While the ongoing tension between Tom Cruise and Brooke Shields as well as a book by the latter have recently drawn attention to postpartum depression, the issue of depression during pregnancy is often neglected. Roughly the same percentage of women (14.5%) experience depression during pregnancy as after giving birth.
However, some are addressing this, as this May the Pennsylvania House of Representatives approved the Prenatal and Postpartum Counseling Act, intended to aid women suffering from depression during pregnancy. Under this bill, doctors or midwives would be required to give pregnant women information on symptoms of depression and counseling options.

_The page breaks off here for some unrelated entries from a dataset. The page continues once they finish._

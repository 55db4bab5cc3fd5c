//! Full runs over HTTP strategies, pagination and enrichment

use crate::common::{card, empty_page, fetcher, listing_page, test_config, LISTING_PATH};
use job_cascade::crawler::harvest;
use job_cascade::extract::NOT_SPECIFIED;
use job_cascade::output::{load_statistics, MemoryOutput};
use job_cascade::{ConfigError, HarvestError};
use serde_json::json;
use wiremock::matchers::{method, path};
use wiremock::{Mock, MockServer, ResponseTemplate};

async fn mount_html(server: &MockServer, at: &str, body: String) {
    Mock::given(method("GET"))
        .and(path(at))
        .respond_with(ResponseTemplate::new(200).set_body_string(body))
        .mount(server)
        .await;
}

#[tokio::test]
async fn test_duplicate_cards_keep_first_in_order() {
    let server = MockServer::start().await;
    mount_html(
        &server,
        LISTING_PATH,
        listing_page(
            &[
                card("Vendedor", "/ofertas/1", "ACME"),
                card("Cajero", "/ofertas/2", "Super SA"),
                card("Vendedor (repetido)", "/ofertas/1#lc=ListOffers", "Otra"),
            ],
            Some("/empleos-de-ventas/page-2"),
        ),
    )
    .await;
    mount_html(&server, "/empleos-de-ventas/page-2", empty_page()).await;

    let config = test_config(&server.uri(), 10);
    let mut output = MemoryOutput::new();
    let stats = harvest(config.clone(), fetcher(&config), None, &mut output)
        .await
        .unwrap();

    assert_eq!(output.items.len(), 2);
    assert_eq!(output.items[0].title, "Vendedor");
    assert_eq!(output.items[0].company, "ACME");
    assert_eq!(output.items[0].url, format!("{}/ofertas/1", server.uri()));
    assert_eq!(output.items[1].title, "Cajero");

    for job in &output.items {
        assert!(!job.title.is_empty());
        assert!(!job.url.is_empty());
        assert!(!job.description_html.is_empty());
        assert_eq!(job.salary, NOT_SPECIFIED);
    }

    assert_eq!(stats.extraction_method, "HTML");
    assert_eq!(stats.total_jobs, 2);
    assert_eq!(stats.pages_processed, 1);
    assert_eq!(load_statistics(&output).unwrap(), Some(stats));
}

#[tokio::test]
async fn test_api_success_skips_listing_page() {
    let server = MockServer::start().await;
    Mock::given(method("GET"))
        .and(path("/api/search"))
        .respond_with(ResponseTemplate::new(200).set_body_json(json!({
            "data": { "ofertas": [
                { "titulo": "Analista", "empresa": "Banco", "url": "/ofertas/a" },
                { "titulo": "Contador", "empresa": "Estudio", "url": "/ofertas/b" }
            ]}
        })))
        .expect(1)
        .mount(&server)
        .await;
    Mock::given(method("GET"))
        .and(path(LISTING_PATH))
        .respond_with(ResponseTemplate::new(200).set_body_string(listing_page(
            &[card("Nunca", "/ofertas/x", "X")],
            None,
        )))
        .expect(0)
        .mount(&server)
        .await;

    let mut config = test_config(&server.uri(), 50);
    config.pagination.max_pages = 1;

    let mut output = MemoryOutput::new();
    let stats = harvest(config.clone(), fetcher(&config), None, &mut output)
        .await
        .unwrap();

    assert_eq!(stats.extraction_method, "API");
    let titles: Vec<_> = output.items.iter().map(|j| j.title.as_str()).collect();
    assert_eq!(titles, vec!["Analista", "Contador"]);
    assert_eq!(output.items[0].company, "Banco");
}

#[tokio::test]
async fn test_pagination_follows_next_until_empty_page() {
    let server = MockServer::start().await;
    mount_html(
        &server,
        LISTING_PATH,
        listing_page(
            &[card("Uno", "/ofertas/1", "A"), card("Dos", "/ofertas/2", "B")],
            Some("/empleos-de-ventas/page-2"),
        ),
    )
    .await;
    mount_html(
        &server,
        "/empleos-de-ventas/page-2",
        listing_page(
            &[card("Tres", "/ofertas/3", "C"), card("Cuatro", "/ofertas/4", "D")],
            Some("/empleos-de-ventas/page-3"),
        ),
    )
    .await;
    mount_html(&server, "/empleos-de-ventas/page-3", empty_page()).await;
    Mock::given(method("GET"))
        .and(path("/empleos-de-ventas/page-4"))
        .respond_with(ResponseTemplate::new(200).set_body_string(empty_page()))
        .expect(0)
        .mount(&server)
        .await;

    let config = test_config(&server.uri(), 50);
    let mut output = MemoryOutput::new();
    let stats = harvest(config.clone(), fetcher(&config), None, &mut output)
        .await
        .unwrap();

    assert_eq!(output.items.len(), 4);
    assert_eq!(output.items[3].title, "Cuatro");
    assert_eq!(stats.pages_processed, 2);
}

#[tokio::test]
async fn test_zero_card_page_stops_below_max() {
    let server = MockServer::start().await;
    mount_html(
        &server,
        LISTING_PATH,
        listing_page(&[card("Uno", "/ofertas/1", "A")], Some("/empleos-de-ventas/page-2")),
    )
    .await;
    mount_html(
        &server,
        "/empleos-de-ventas/page-2",
        listing_page(&[], Some("/empleos-de-ventas/page-3")),
    )
    .await;
    Mock::given(method("GET"))
        .and(path("/empleos-de-ventas/page-3"))
        .respond_with(ResponseTemplate::new(200).set_body_string(listing_page(
            &[card("Nunca", "/ofertas/9", "Z")],
            None,
        )))
        .expect(0)
        .mount(&server)
        .await;

    let config = test_config(&server.uri(), 100);
    let mut output = MemoryOutput::new();
    harvest(config.clone(), fetcher(&config), None, &mut output)
        .await
        .unwrap();

    assert_eq!(output.items.len(), 1);
}

#[tokio::test]
async fn test_output_truncated_to_max_jobs() {
    let server = MockServer::start().await;
    let cards: Vec<_> = (1..=5)
        .map(|i| card(&format!("Puesto {}", i), &format!("/ofertas/{}", i), "ACME"))
        .collect();
    mount_html(
        &server,
        LISTING_PATH,
        listing_page(&cards, Some("/empleos-de-ventas/page-2")),
    )
    .await;
    Mock::given(method("GET"))
        .and(path("/empleos-de-ventas/page-2"))
        .respond_with(ResponseTemplate::new(200).set_body_string(empty_page()))
        .expect(0)
        .mount(&server)
        .await;

    let config = test_config(&server.uri(), 3);
    let mut output = MemoryOutput::new();
    let stats = harvest(config.clone(), fetcher(&config), None, &mut output)
        .await
        .unwrap();

    assert_eq!(stats.total_jobs, 3);
    let titles: Vec<_> = output.items.iter().map(|j| j.title.as_str()).collect();
    assert_eq!(titles, vec!["Puesto 1", "Puesto 2", "Puesto 3"]);
}

#[tokio::test]
async fn test_json_ld_listing() {
    let server = MockServer::start().await;
    let body = r#"<html><head><script type="application/ld+json">
        {"@context": "https://schema.org", "@type": "ItemList", "itemListElement": [
          {"@type": "ListItem", "item": {
             "@type": "JobPosting", "title": "Recepcionista",
             "url": "/ofertas/r1",
             "baseSalary": {"@type": "MonetaryAmount", "currency": "ARS",
                            "value": {"minValue": 1000, "maxValue": 2000}},
             "jobLocation": {"address": {"addressLocality": "Rosario", "addressRegion": "Santa Fe"}}
          }}
        ]}
        </script></head><body></body></html>"#;
    mount_html(&server, LISTING_PATH, body.to_string()).await;

    let mut config = test_config(&server.uri(), 10);
    config.pagination.max_pages = 1;

    let mut output = MemoryOutput::new();
    let stats = harvest(config.clone(), fetcher(&config), None, &mut output)
        .await
        .unwrap();

    assert_eq!(stats.extraction_method, "JSON-LD");
    assert_eq!(output.items.len(), 1);
    assert_eq!(output.items[0].salary, "1000 - 2000 ARS");
    assert_eq!(output.items[0].location, "Rosario, Santa Fe");
    assert_eq!(output.items[0].description_html, NOT_SPECIFIED);
}

#[tokio::test]
async fn test_enrichment_merges_detail_fields() {
    let server = MockServer::start().await;
    mount_html(
        &server,
        LISTING_PATH,
        listing_page(
            &[card("Vendedor", "/ofertas/1", "ACME"), card("Cajero", "/ofertas/2", "Super SA")],
            Some("/empleos-de-ventas/page-2"),
        ),
    )
    .await;
    mount_html(&server, "/empleos-de-ventas/page-2", empty_page()).await;
    mount_html(
        &server,
        "/ofertas/1",
        r#"<html><body>
             <h1>Vendedor salon</h1>
             <span class="company"></span>
             <span class="salary">$ 700.000</span>
             <span itemprop="employmentType">Tiempo completo</span>
             <div div-link="oferta"><p>Atencion al publico</p></div>
           </body></html>"#
            .to_string(),
    )
    .await;
    Mock::given(method("GET"))
        .and(path("/ofertas/2"))
        .respond_with(ResponseTemplate::new(500))
        .mount(&server)
        .await;

    let mut config = test_config(&server.uri(), 10);
    config.enrichment.enabled = true;
    config.enrichment.concurrency = 2;

    let mut output = MemoryOutput::new();
    let stats = harvest(config.clone(), fetcher(&config), None, &mut output)
        .await
        .unwrap();

    assert_eq!(stats.detail_pages_fetched, 1);

    let enriched = &output.items[0];
    assert_eq!(enriched.title, "Vendedor salon");
    assert_eq!(enriched.company, "ACME");
    assert_eq!(enriched.salary, "$ 700.000");
    assert_eq!(enriched.job_type, "Tiempo completo");
    // Descriptions only merge with include-full-description
    assert_ne!(enriched.description_text, "Atencion al publico");

    let untouched = &output.items[1];
    assert_eq!(untouched.title, "Cajero");
    assert_eq!(untouched.company, "Super SA");
    assert_eq!(untouched.salary, NOT_SPECIFIED);
}

#[tokio::test]
async fn test_job_type_filter() {
    let server = MockServer::start().await;
    Mock::given(method("GET"))
        .and(path("/api/search"))
        .respond_with(ResponseTemplate::new(200).set_body_json(json!({
            "results": [
                { "title": "Full", "type": "Tiempo completo", "url": "/o/1" },
                { "title": "Part", "type": "Medio tiempo", "url": "/o/2" },
                { "title": "Unknown", "url": "/o/3" }
            ]
        })))
        .mount(&server)
        .await;

    let mut config = test_config(&server.uri(), 10);
    config.pagination.max_pages = 1;
    config.search.job_type = Some("completo".to_string());

    let mut output = MemoryOutput::new();
    harvest(config.clone(), fetcher(&config), None, &mut output)
        .await
        .unwrap();

    let titles: Vec<_> = output.items.iter().map(|j| j.title.as_str()).collect();
    assert_eq!(titles, vec!["Full", "Unknown"]);
}

#[tokio::test]
async fn test_every_strategy_empty_without_browser() {
    let server = MockServer::start().await;
    Mock::given(method("GET"))
        .respond_with(ResponseTemplate::new(403))
        .mount(&server)
        .await;

    let config = test_config(&server.uri(), 10);
    let mut output = MemoryOutput::new();
    let stats = harvest(config.clone(), fetcher(&config), None, &mut output)
        .await
        .unwrap();

    assert!(output.items.is_empty());
    assert_eq!(stats.extraction_method, "None");
    assert_eq!(stats.total_jobs, 0);
    assert!(load_statistics(&output).unwrap().is_some());
}

#[tokio::test]
async fn test_negative_max_jobs_is_fatal() {
    let server = MockServer::start().await;
    Mock::given(method("GET"))
        .respond_with(ResponseTemplate::new(200))
        .expect(0)
        .mount(&server)
        .await;

    let config = test_config(&server.uri(), -1);
    let mut output = MemoryOutput::new();
    let result = harvest(config.clone(), fetcher(&config), None, &mut output).await;

    assert!(matches!(
        result,
        Err(HarvestError::Config(ConfigError::Validation(_)))
    ));
    assert!(output.values.is_empty());
}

Antenatal depression, which occurs during pregnancy, is often misdiagnosed as simply a temporary hormonal imbalance causing sadness -- and therefore not considered a "real" problem -- but is a true mood disorder. Pregnancy does cause hormone levels to change, which affects brain chemistry, and can manifest as clinical depression and anxiety. Though there are risks to taking any medication, especially for pregnant women, these risks must be weighed against the risks of not taking them (discuss individual treatment plans with your doctor). Severe problems often result from abrupt discontinuation of antidepressants that were used before pregnancy, and those who experience the most severe forms of depression may only find relief in medications. The poor sleeping, eating, and substance use habits often caused by untreated depression can in turn harm fetuses, which may suffer from low birth weight, premature birth, higher heart rates, developmental problems, and increased vulnerability to depression in their own lives, most likely due to their altered in utero environment.
Fortunately, there is a range of treatments for depressed mothers-to-be, from support groups and counseling to anti-depressants, though use of medication during pregnancy is controversial. The American Academy of Family Physicians has found two types of anti-depressants safe and effective for the mother and fetus during pregnancy: SSRIs, such as Prozac, Paxil, and Zoloft, and tricyclics, such as Elavil, Tofranil, and Pamelor, though the SSRIs produce fewer side effects.
Depression is a stigmatized disease and is especially under-diagnosed and misunderstood in pregnant women. Research on the subject is limited, though depression is undoubtedly a large problem. Pregnant women should be screened for depression risks and educated about its symptoms and treatment options.
Sara Cuccio is a research intern at the American Council on Science and Health.